(The problem)
A complete response lists each line of the data below that includes the word "RelationId".

(Records to process)
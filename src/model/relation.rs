//! Relation (edge) between two nodes.

use serde::{Deserialize, Serialize};
use super::UniqueId;

/// Store-local relation identifier. Never referenced by other relations.
#[derive(Debug, Clone, Copy, PartialEq, Eq, PartialOrd, Ord, Hash, Serialize, Deserialize)]
pub struct RelationId(pub i64);

impl std::fmt::Display for RelationId {
    fn fmt(&self, f: &mut std::fmt::Formatter<'_>) -> std::fmt::Result {
        write!(f, "{}", self.0)
    }
}

/// A directed pair of node identifiers.
#[derive(Debug, Clone, Copy, PartialEq, Eq, Hash, Serialize, Deserialize)]
pub struct Relation {
    pub id: RelationId,
    pub item1: UniqueId,
    pub item2: UniqueId,
}

impl Relation {
    pub fn new(id: RelationId, item1: UniqueId, item2: UniqueId) -> Self {
        Self { id, item1, item2 }
    }

    /// Endpoint pair, ignoring the store-local relation id.
    pub fn endpoints(&self) -> (UniqueId, UniqueId) {
        (self.item1, self.item2)
    }
}
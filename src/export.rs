//! Snapshot export — serialize the whole graph as one XML document.
//!
//! ```text
//! <?xml version="1.0" encoding="UTF-8"?>
//! <KnowledgeGraph exported="2024-03-01 12:30:00">
//!  <Terms>
//!   <Term>
//!    <id column="ID" type="Number">5</id>
//!    <title column="TITLE" type="Text">A</title>
//!   </Term>
//!  </Terms>
//!  <Texts>…</Texts>
//!  <Persons>…</Persons>
//!  <Relations>…</Relations>
//! </KnowledgeGraph>
//! ```
//!
//! A canceled export stops before its closing root tag. Such a file is
//! incomplete and the parser refuses it at end of input.

use std::io::Write;

use chrono::NaiveDateTime;
use tracing::{debug, info, warn};

use crate::codec;
use crate::model::*;
use crate::progress::{CancelToken, RunOutcome};
use crate::schema;
use crate::storage::Store;
use crate::tx::TxMode;
use crate::{Error, Result};

/// Root element name of every snapshot.
pub const ROOT_TAG: &str = "KnowledgeGraph";
/// Root attribute carrying the export clock.
pub const EXPORTED_ATTR: &str = "exported";
pub const COLUMN_ATTR: &str = "column";
pub const TYPE_ATTR: &str = "type";

/// Export every collection of `store` into `writer`.
///
/// Returns the number of records written, wrapped in `Canceled` when `cancel`
/// fired before the end.
pub async fn export_snapshot<S: Store>(
    store: &S,
    writer: &mut dyn Write,
    clock: NaiveDateTime,
    cancel: &CancelToken,
) -> Result<RunOutcome<u64>> {
    let tx = store.begin_tx(TxMode::ReadOnly).await?;
    let outcome = write_collections(store, &tx, writer, clock, cancel).await;
    store.commit_tx(tx).await?;

    let outcome = outcome?;
    writer.flush()?;
    match &outcome {
        RunOutcome::Completed(n) => info!(records = n, "snapshot export finished"),
        RunOutcome::Canceled(n) => warn!(records = n, "snapshot export canceled; output is incomplete"),
    }
    Ok(outcome)
}

async fn write_collections<S: Store>(
    store: &S,
    tx: &S::Tx,
    writer: &mut dyn Write,
    clock: NaiveDateTime,
    cancel: &CancelToken,
) -> Result<RunOutcome<u64>> {
    let mut written = 0u64;

    writeln!(writer, r#"<?xml version="1.0" encoding="UTF-8"?>"#)?;
    writeln!(writer, r#"<{ROOT_TAG} {EXPORTED_ATTR}="{clock}">"#)?;

    for collection in Collection::ALL {
        if cancel.is_canceled() {
            return Ok(RunOutcome::Canceled(written));
        }

        let records = store.query(tx, collection).await?;
        debug!(collection = collection.block_tag(), records = records.len(), "exporting collection");

        writeln!(writer, " <{}>", collection.block_tag())?;
        for record in &records {
            if cancel.is_canceled() {
                return Ok(RunOutcome::Canceled(written));
            }
            if collection == Collection::Relations {
                check_endpoints(store, tx, record).await?;
            }
            write_record(writer, record)?;
            written += 1;
        }
        writeln!(writer, " </{}>", collection.block_tag())?;
    }

    writeln!(writer, "</{ROOT_TAG}>")?;
    Ok(RunOutcome::Completed(written))
}

/// Write one record element with one child element per field.
pub fn write_record(writer: &mut dyn Write, record: &Record) -> Result<()> {
    let tag = record.collection.record_tag();
    writeln!(writer, "  <{tag}>")?;
    for field in &record.fields {
        let pattern = schema::field(record.collection, &field.name).and_then(|f| f.pattern);
        let Some(text) = codec::encode(&field.value, pattern) else {
            continue;
        };
        writeln!(
            writer,
            r#"   <{name} {COLUMN_ATTR}="{column}" {TYPE_ATTR}="{kind}">{text}</{name}>"#,
            name = field.name,
            column = field.column,
            kind = field.value.kind(),
        )?;
    }
    writeln!(writer, "  </{tag}>")?;
    Ok(())
}

/// Both endpoints of a relation must resolve in the source store.
async fn check_endpoints<S: Store>(store: &S, tx: &S::Tx, record: &Record) -> Result<()> {
    for (kind_field, id_field) in [
        (schema::ITEM1_TYPE, schema::ITEM1_ID),
        (schema::ITEM2_TYPE, schema::ITEM2_ID),
    ] {
        let endpoint = record
            .get(kind_field)
            .and_then(FieldValue::as_i32)
            .and_then(NodeKind::from_code)
            .zip(record.get(id_field).and_then(FieldValue::as_i64))
            .map(|(kind, id)| UniqueId::new(kind, id));

        let resolved = match endpoint {
            Some(id) => store.node_exists(tx, id).await?,
            None => false,
        };
        if !resolved {
            return Err(Error::ConstraintViolation(format!(
                "relation {} has a dangling {} endpoint",
                record.recorded_id().unwrap_or_default(),
                kind_field,
            )));
        }
    }
    Ok(())
}
//! Identifier rebinding — the second import phase.
//!
//! Under the Cautious policy, relations are written in the same streaming pass
//! as nodes, with the endpoint ids recorded in the snapshot. A node whose id
//! changed leaves those endpoints stale. The `IdentifierRebinder` collects the
//! corrections; `rebind_edges` applies them to the relations of this run.

use hashbrown::HashMap;
use serde::{Deserialize, Serialize};
use tracing::info;

use crate::model::{NodeKind, RelationId, UniqueId};
use crate::storage::Store;
use crate::tx::TxMode;
use crate::{Error, Result};

/// One node whose destination id differs from its recorded id.
#[derive(Debug, Clone, Copy, PartialEq, Eq, Hash, Serialize, Deserialize)]
pub struct RemapEntry {
    pub kind: NodeKind,
    pub old_id: i64,
    pub new_id: i64,
}

impl RemapEntry {
    pub fn old(&self) -> UniqueId {
        UniqueId::new(self.kind, self.old_id)
    }

    pub fn new_uid(&self) -> UniqueId {
        UniqueId::new(self.kind, self.new_id)
    }
}

/// Remap table of one import run, plus the relations that run created.
#[derive(Debug, Clone, Default)]
pub struct IdentifierRebinder {
    remaps: Vec<RemapEntry>,
    index: HashMap<UniqueId, i64>,
    relations: Vec<RelationId>,
}

impl IdentifierRebinder {
    pub fn record_remap(&mut self, entry: RemapEntry) {
        self.index.insert(entry.old(), entry.new_id);
        self.remaps.push(entry);
    }

    pub fn record_relation(&mut self, id: RelationId) {
        self.relations.push(id);
    }

    /// Corrections accumulated so far, in insertion order.
    pub fn pending_remaps(&self) -> &[RemapEntry] {
        &self.remaps
    }

    /// Relations created by this run; the only ones the rebind pass touches.
    pub fn inserted_relations(&self) -> &[RelationId] {
        &self.relations
    }

    /// Map a recorded id to its destination id. Single step: a new id is
    /// never looked up again.
    pub fn resolve(&self, id: UniqueId) -> UniqueId {
        match self.index.get(&id) {
            Some(&new_id) => UniqueId::new(id.kind, new_id),
            None => id,
        }
    }

    pub fn is_empty(&self) -> bool {
        self.remaps.is_empty()
    }

    pub fn into_remaps(self) -> Vec<RemapEntry> {
        self.remaps
    }
}

/// Rewrite the endpoints of every relation created in the run.
///
/// Returns how many relations changed. Relations that predate the run are
/// left alone, even when an endpoint happens to equal some old id.
pub async fn rebind_edges<S: Store>(store: &S, rebinder: &IdentifierRebinder) -> Result<usize> {
    if rebinder.is_empty() {
        return Ok(0);
    }

    let mut rewritten = 0;
    for &id in rebinder.inserted_relations() {
        let mut tx = store.begin_tx(TxMode::ReadWrite).await?;
        match rebind_one(store, &mut tx, rebinder, id).await {
            Ok(changed) => {
                store.commit_tx(tx).await?;
                rewritten += usize::from(changed);
            }
            Err(e) => {
                store.rollback_tx(tx).await?;
                return Err(e);
            }
        }
    }

    info!(
        remaps = rebinder.pending_remaps().len(),
        relations = rebinder.inserted_relations().len(),
        rewritten,
        "relation endpoints rebound"
    );
    Ok(rewritten)
}

async fn rebind_one<S: Store>(
    store: &S,
    tx: &mut S::Tx,
    rebinder: &IdentifierRebinder,
    id: RelationId,
) -> Result<bool> {
    let rel = store
        .get_relation(tx, id)
        .await?
        .ok_or_else(|| Error::NotFound(format!("Relation {id}")))?;

    let item1 = rebinder.resolve(rel.item1);
    let item2 = rebinder.resolve(rel.item2);
    if (item1, item2) == rel.endpoints() {
        return Ok(false);
    }
    store.set_relation_endpoints(tx, id, item1, item2).await?;
    Ok(true)
}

(Answer below)
pub struct RelationId(pub i64);
impl std::fmt::Display for RelationId {
    pub id: RelationId,
    pub fn new(id: RelationId, item1: UniqueId, item2: UniqueId) -> Self {
use crate::model::{NodeKind, RelationId, UniqueId};
    relations: Vec<RelationId>,
    pub fn record_relation(&mut self, id: RelationId) {
    pub fn inserted_relations(&self) -> &[RelationId] {
    id: RelationId,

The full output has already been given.